Composite of three DGGE gel photographs. Each panel represents one gel. Each gel accommodated, for a given study individual, K1/V1 amplified from up to 15 K1/V1 clones generated per sample. PCR products that underwent sequencing are indicated by dots at bottom; numerals indicate the lane in the gel.

FIG. 2.

FIG. 2.

(a) Radical unrooted phylogenetic dendrogram of sequences amplified from PCR clones with K1/V1 inserts. Sequences were derived from urine and mouth rinse (u, urine; r, rinse). Bootstrapping for 1,000 replicates is noted as a percentage at major branch points. The horizontal line at top left represents 10% nucleotide substitution for that horizontal branch length. (b) Intrasample and intraperson distribution of distinct K1/V1 sequences.

The sequences of the K1/V1 clones originating from the urine samples of the five individuals belonged to single genotypes (B5 belonged to genotype A5, G2 and I1 to genotype A2, and Ni and Ui to genotype B). The ranges of intrasample nucleotide divergence were as follows: 0.9 to 1.9% for B5, 0 to 0.9% for G2, 0% for I1, 0.5 to 0.9% for Ni, and 0.5 to 3.4% for Ui. The narrow intratypic divergences observed, reflecting either natural genetic drift or PCR-induced misincorporation, are consistent with sequences in each sample having originated from a single founder variant.

For B5, the monotypy and the narrow divergence of the variants in the urine contrasted with the multitypy as well as the wide intratypic divergences found in his rinse. K1/V1 sequences in the rinse segregated to three genotypes (A2, A5, and B) (Fig. 2). Within the genotype A2 cluster, divergences were 0.9 to 3.9%, and within the genotype B cluster, they were 0.2 to 14.5%.

All of the K1/V1 sequences in B5's rinse, except for one sequence, B5r13, clustered separately from the urinary sequences (Fig. 2a). This suggests segregation of HHV-8 variants in each of the two body compartments. For G2, the genotype of the single K1/V1 sequence obtained from the mouth (A5) was different from that of the urinary cluster of sequences (A2).

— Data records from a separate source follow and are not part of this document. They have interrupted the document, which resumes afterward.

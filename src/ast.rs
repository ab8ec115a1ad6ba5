//! The expression AST (§9 design notes: "a small tree-walking interpreter
//! over a typed AST" replaces the reference implementation's host-runtime
//! `eval`).
//!
//! Parsing happens in two stages: [`crate::expr_parser`] builds a
//! [`RawExpr`] that still carries the DSL's keyword operators
//! (`IS`, `STARTS_WITH`, `IS_TRUE`, …) as distinct nodes, then
//! [`rewrite_keywords`] performs the §4.2 "operator rewrite" as a pure AST
//! transformation, producing the [`Expr`] the evaluator actually walks.

/// A keyword operator recognized by the §4.2 phrase/operator rewrite,
/// still attached to its operands rather than rewritten.
#[derive(Debug, Clone, Copy, PartialEq, Eq)]
pub enum RawKeyword {
    /// `IS` — rewritten to equality.
    Is,
    /// `IS_NOT` (from `IS NOT`) — rewritten to inequality.
    IsNot,
    /// `IS_TRUE` (from `IS TRUE`) — postfix, rewritten to `is_true(x)`.
    IsTrue,
    /// `IS_FALSE` (from `IS FALSE`) — postfix, rewritten to `is_false(x)`.
    IsFalse,
    /// `HAS_VALUE` (from `HAS VALUE`) — postfix, rewritten to `has_value(x)`.
    HasValue,
    /// `HAS_NO_VALUE` (from `HAS NO VALUE`) — postfix, rewritten to
    /// `has_no_value(x)`.
    HasNoValue,
    /// `STARTS_WITH` (from `STARTS WITH`) — infix, rewritten to
    /// `starts_with(a, b)`.
    StartsWith,
    /// `CONTAINS` — infix, rewritten to `contains(a, b)`.
    Contains,
}

/// Expression tree as produced by the parser, before keyword rewrite.
#[derive(Debug, Clone, PartialEq)]
pub enum RawExpr {
    /// A quoted string literal (quotes already stripped).
    StringLit(String),
    /// A numeric literal.
    NumberLit(f64),
    /// A `true`/`false` literal.
    BoolLit(bool),
    /// The `NOTHING` literal placeholder for an empty value.
    Nothing,
    /// A reference to an extracted variable or collection parameter.
    Name(String),
    /// A function call, e.g. `biblio_name(artist)`.
    Call(String, Vec<RawExpr>),
    /// `a + b` string concatenation.
    Concat(Box<RawExpr>, Box<RawExpr>),
    /// An infix keyword operator: `a KEYWORD b`.
    KeywordBinary(RawKeyword, Box<RawExpr>, Box<RawExpr>),
    /// A postfix keyword operator: `a KEYWORD`.
    KeywordPostfix(RawKeyword, Box<RawExpr>),
}

/// A binary comparison operator in the rewritten AST.
#[derive(Debug, Clone, Copy, PartialEq, Eq)]
pub enum BinOp {
    /// `==`, from the `IS` keyword.
    Eq,
    /// `!=`, from the `IS_NOT` keyword.
    Ne,
}

/// The rewritten expression AST the evaluator walks.
///
/// Every DSL keyword operator has already been folded into ordinary
/// [`Expr::Binary`] comparisons or [`Expr::Call`]s to built-in functions —
/// the evaluator has no notion of `IS`, `STARTS_WITH`, or any other keyword.
#[derive(Debug, Clone, PartialEq)]
pub enum Expr {
    /// A quoted string literal.
    StringLit(String),
    /// A numeric literal.
    NumberLit(f64),
    /// A `true`/`false` literal.
    BoolLit(bool),
    /// The empty-value placeholder.
    Nothing,
    /// A reference to an extracted variable or collection parameter.
    Name(String),
    /// A function call.
    Call(String, Vec<Expr>),
    /// String concatenation.
    Concat(Box<Expr>, Box<Expr>),
    /// An equality/inequality comparison.
    Binary(BinOp, Box<Expr>, Box<Expr>),
}

/// Perform the §4.2 operator rewrite as an AST transformation.
#[must_use]
pub fn rewrite_keywords(raw: RawExpr) -> Expr {
    match raw {
        RawExpr::StringLit(s) => Expr::StringLit(s),
        RawExpr::NumberLit(n) => Expr::NumberLit(n),
        RawExpr::BoolLit(b) => Expr::BoolLit(b),
        RawExpr::Nothing => Expr::Nothing,
        RawExpr::Name(n) => Expr::Name(n),
        RawExpr::Call(name, args) => {
            Expr::Call(name, args.into_iter().map(rewrite_keywords).collect())
        },
        RawExpr::Concat(a, b) => Expr::Concat(
            Box::new(rewrite_keywords(*a)),
            Box::new(rewrite_keywords(*b)),
        ),
        RawExpr::KeywordBinary(kw, a, b) => {
            let a = rewrite_keywords(*a);
            let b = rewrite_keywords(*b);
            match kw {
                RawKeyword::Is => Expr::Binary(BinOp::Eq, Box::new(a), Box::new(b)),
                RawKeyword::IsNot => Expr::Binary(BinOp::Ne, Box::new(a), Box::new(b)),
                RawKeyword::StartsWith => Expr::Call("starts_with".to_string(), vec![a, b]),
                RawKeyword::Contains => Expr::Call("contains".to_string(), vec![a, b]),
                RawKeyword::IsTrue | RawKeyword::IsFalse | RawKeyword::HasValue | RawKeyword::HasNoValue => {
                    unreachable!("postfix-only keyword parsed as infix")
                },
            }
        },
        RawExpr::KeywordPostfix(kw, a) => {
            let a = rewrite_keywords(*a);
            match kw {
                RawKeyword::IsTrue => Expr::Call("is_true".to_string(), vec![a]),
                RawKeyword::IsFalse => Expr::Call("is_false".to_string(), vec![a]),
                RawKeyword::HasValue => Expr::Call("has_value".to_string(), vec![a]),
                RawKeyword::HasNoValue => Expr::Call("has_no_value".to_string(), vec![a]),
                RawKeyword::Is | RawKeyword::IsNot | RawKeyword::StartsWith | RawKeyword::Contains => {
                    unreachable!("infix-only keyword parsed as postfix")
                },
            }
        },
    }
}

We have found the rate of HHV-8 DNA detection in urine samples of our Malawian patient group to be low, comparable to that reported from regions of less endemicity (3, 4) and contrasting with the high rate of both oral and urinary shedding of cytomegalovirus (7). The extent of environmental contamination by urinary HHV-8 in African locales may nonetheless be significant, considering that sanitary conditions there are poor and the rate of childhood HHV-8 infection is high. We found urinary HHV-8 to be monotypic, unlike HHV-8 in oral fluid, which may be multitypic. This difference might reflect fewer opportunities for direct inoculation into the genitourinary rather than the oral mucosa. We also found the genotype of HHV-8 shed in urine to be different from that shed into the mouth. Such compartmentalization can be a consequence of the low rate of HHV-8 hematogenous carriage. None of the five individuals studied here carried amplifiable HHV-8 DNA in their blood, as previously determined (5). Other possible mechanisms for compartmentalization include the following: the tendency for HHV-8 to persist locally at or near the site of infection, the preferential tropism of certain HHV-8 variants for selected cell types, or the restriction in host cells permitting latent but not lytic infection (1).

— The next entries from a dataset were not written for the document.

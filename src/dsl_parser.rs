//! The line-oriented MARCout DSL parser (§4.2).
//!
//! Three passes over the export-definition text: strip comments, segment
//! into named blocks by `---- `-terminated headers, then parse each
//! block's payload — culminating in the stateful `MARC FIELD TEMPLATES`
//! sweep that accumulates one [`FieldTemplate`] (or the Leader) at a time.

use crate::engine::{Engine, Extractor, FieldBody, FieldTemplate, ForeachBlock, SubfieldTemplates};
use crate::error::{MarcoutError, Result};
use crate::expr_parser::parse_expression;
use crate::leader::LeaderTemplate;
use indexmap::{IndexMap, IndexSet};
use smallvec::SmallVec;

/// Parse a complete MARCout export-definition text into an [`Engine`].
///
/// # Errors
///
/// Returns [`MarcoutError::DslParse`] for any unknown block header,
/// malformed field-template line, or expression the tokenizer/parser
/// rejects.
pub fn parse(source: &str) -> Result<Engine> {
    let lines = strip_comments(source);
    let blocks = segment_blocks(&lines);

    let mut engine = Engine::new();
    for (name, body) in blocks {
        match name.as_str() {
            "description" => {},
            "known_parameters" => engine.known_parameters = parse_known_parameters(&body),
            "functions" => engine.functions = parse_functions(&body),
            "json_extracted_properties" => engine.json_extractors = parse_extractors(&body)?,
            "marc_field_templates" => {
                let (leader, templates) = parse_field_templates(&body)?;
                engine.leader_template = leader;
                engine.field_templates = templates;
            },
            other => {
                return Err(MarcoutError::DslParse(format!("unrecognized block header: {other}")))
            },
        }
    }
    Ok(engine)
}

fn strip_comments(source: &str) -> Vec<String> {
    let mut out = Vec::new();
    for raw_line in source.lines() {
        let trimmed_start = raw_line.trim_start();
        if trimmed_start.starts_with('#') {
            continue;
        }
        if trimmed_start.is_empty() {
            out.push(String::new());
            continue;
        }
        out.push(strip_inline_comment(raw_line));
    }
    out
}

fn strip_inline_comment(line: &str) -> String {
    let mut in_quote: Option<char> = None;
    for (i, c) in line.char_indices() {
        match in_quote {
            Some(q) => {
                if c == q {
                    in_quote = None;
                }
            },
            None => {
                if c == '"' || c == '\'' {
                    in_quote = Some(c);
                } else if c == '#' {
                    return line[..i].trim_end().to_string();
                }
            },
        }
    }
    line.trim_end().to_string()
}

fn segment_blocks(lines: &[String]) -> Vec<(String, Vec<String>)> {
    let mut blocks = Vec::new();
    let mut current_name: Option<String> = None;
    let mut current_body: Vec<String> = Vec::new();

    for line in lines {
        let trimmed = line.trim();
        if trimmed.ends_with("----") {
            if let Some(name) = current_name.take() {
                blocks.push((name, std::mem::take(&mut current_body)));
            }
            let header = trimmed.trim_end_matches('-').trim();
            current_name = Some(header.to_lowercase().replace(' ', "_"));
        } else if current_name.is_some() {
            current_body.push(line.clone());
        }
    }
    if let Some(name) = current_name.take() {
        blocks.push((name, current_body));
    }
    blocks
}

fn parse_known_parameters(body: &[String]) -> IndexSet<String> {
    body.iter()
        .map(|l| l.trim())
        .filter(|l| !l.is_empty())
        .map(ToString::to_string)
        .collect()
}

fn parse_functions(body: &[String]) -> IndexMap<String, String> {
    let mut functions = IndexMap::new();
    for line in body.iter().map(|l| l.trim()).filter(|l| !l.is_empty()) {
        let name = line.split('(').next().unwrap_or(line).trim().to_string();
        functions.insert(name, line.to_string());
    }
    functions
}

fn parse_extractors(body: &[String]) -> Result<IndexMap<String, Extractor>> {
    let mut extractors = IndexMap::new();
    for line in body.iter().map(|l| l.trim()).filter(|l| !l.is_empty()) {
        let (name, rhs) = line
            .split_once('=')
            .ok_or_else(|| MarcoutError::DslParse(format!("extractor line missing '=': {line}")))?;
        let name = name.trim().to_string();

        let (expr_text, default) = match rhs.find("::DEFAULT") {
            Some(idx) => {
                let expr_part = rhs[..idx].trim();
                let default_part = rhs[idx + "::DEFAULT".len()..].trim();
                (expr_part, Some(strip_quotes(default_part)))
            },
            None => (rhs.trim(), None),
        };

        let expression = parse_expression(expr_text)?;
        extractors.insert(name, Extractor { expression, default });
    }
    Ok(extractors)
}

fn strip_quotes(s: &str) -> String {
    if s.len() >= 2 && (s.starts_with('"') || s.starts_with('\'')) && s.ends_with(&s[0..1]) {
        s[1..s.len() - 1].to_string()
    } else {
        s.to_string()
    }
}

#[derive(Default)]
struct ForeachAcc {
    item_alias: String,
    source_key: String,
    subfields: SubfieldTemplates,
    sort_by: Vec<String>,
    prefix: Option<crate::ast::Expr>,
    suffix: Option<crate::ast::Expr>,
    demarc: Option<crate::ast::Expr>,
}

struct FieldAcc {
    tag: String,
    indicator_1: char,
    indicator_2: char,
    content: Option<crate::ast::Expr>,
    subfields: SubfieldTemplates,
    foreach: Option<ForeachAcc>,
    terminator: Option<String>,
    export_if: Option<crate::ast::Expr>,
    export_if_not: Option<crate::ast::Expr>,
}

impl FieldAcc {
    fn new(tag: String) -> Self {
        FieldAcc {
            tag,
            indicator_1: ' ',
            indicator_2: ' ',
            content: None,
            subfields: SmallVec::new(),
            foreach: None,
            terminator: Some(".".to_string()),
            export_if: None,
            export_if_not: None,
        }
    }

    fn finish(self) -> Result<FieldTemplate> {
        let body = if let Some(foreach) = self.foreach {
            FieldBody::Foreach(ForeachBlock {
                item_alias: foreach.item_alias,
                source_key: foreach.source_key,
                subfields: foreach.subfields,
                sort_by: foreach.sort_by,
                prefix: foreach.prefix,
                suffix: foreach.suffix,
                demarc: foreach.demarc,
            })
        } else if !self.subfields.is_empty() {
            FieldBody::Subfields(self.subfields)
        } else if let Some(content) = self.content {
            FieldBody::Content(content)
        } else {
            return Err(MarcoutError::DslParse(format!(
                "field {} has no CONTENT, SUBFIELD, or FOR EACH body",
                self.tag
            )));
        };

        Ok(FieldTemplate {
            tag: self.tag,
            indicator_1: self.indicator_1,
            indicator_2: self.indicator_2,
            body,
            terminator: self.terminator,
            export_if: self.export_if,
            export_if_not: self.export_if_not,
        })
    }
}

enum Pending {
    Subfield(String),
    EachSubfield(String),
    LdrOverride(usize),
}

fn parse_indicator(value: &str) -> char {
    let trimmed = value.trim();
    if trimmed.eq_ignore_ascii_case("blank") {
        ' '
    } else {
        trimmed.chars().next().unwrap_or(' ')
    }
}

fn parse_terminator(value: &str) -> Option<String> {
    let trimmed = value.trim();
    let unquoted = strip_quotes(trimmed);
    if unquoted.is_empty() || unquoted.eq_ignore_ascii_case("none") || unquoted.eq_ignore_ascii_case("nothing") {
        None
    } else {
        Some(unquoted)
    }
}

The possibility cannot be excluded, however, that the monotypy or multitypy found in our samples may be related to sampling, as HHV-8 may be present in urine or oral fluid at such low levels as to be distributed in a Poisson manner. The difference in the spectra of K1/V1 sequences from B5's oral fluid, as reported in the previous publication (5) and in this study, could be explained by Poisson sampling. Comprehensive molecular epidemiological investigations into HHV-8 transmission would require not only oral fluids to be multiply sampled but also multiple sampling of other body fluids into which HHV-8 is shed, including the urine.

Nucleotide sequence accession numbers.

Sequences determined in this study have been deposited in GenBank (accession numbers AY328315 to AY328357).

Acknowledgments

This study was funded by Public Health Support grant RO1 DE 12176.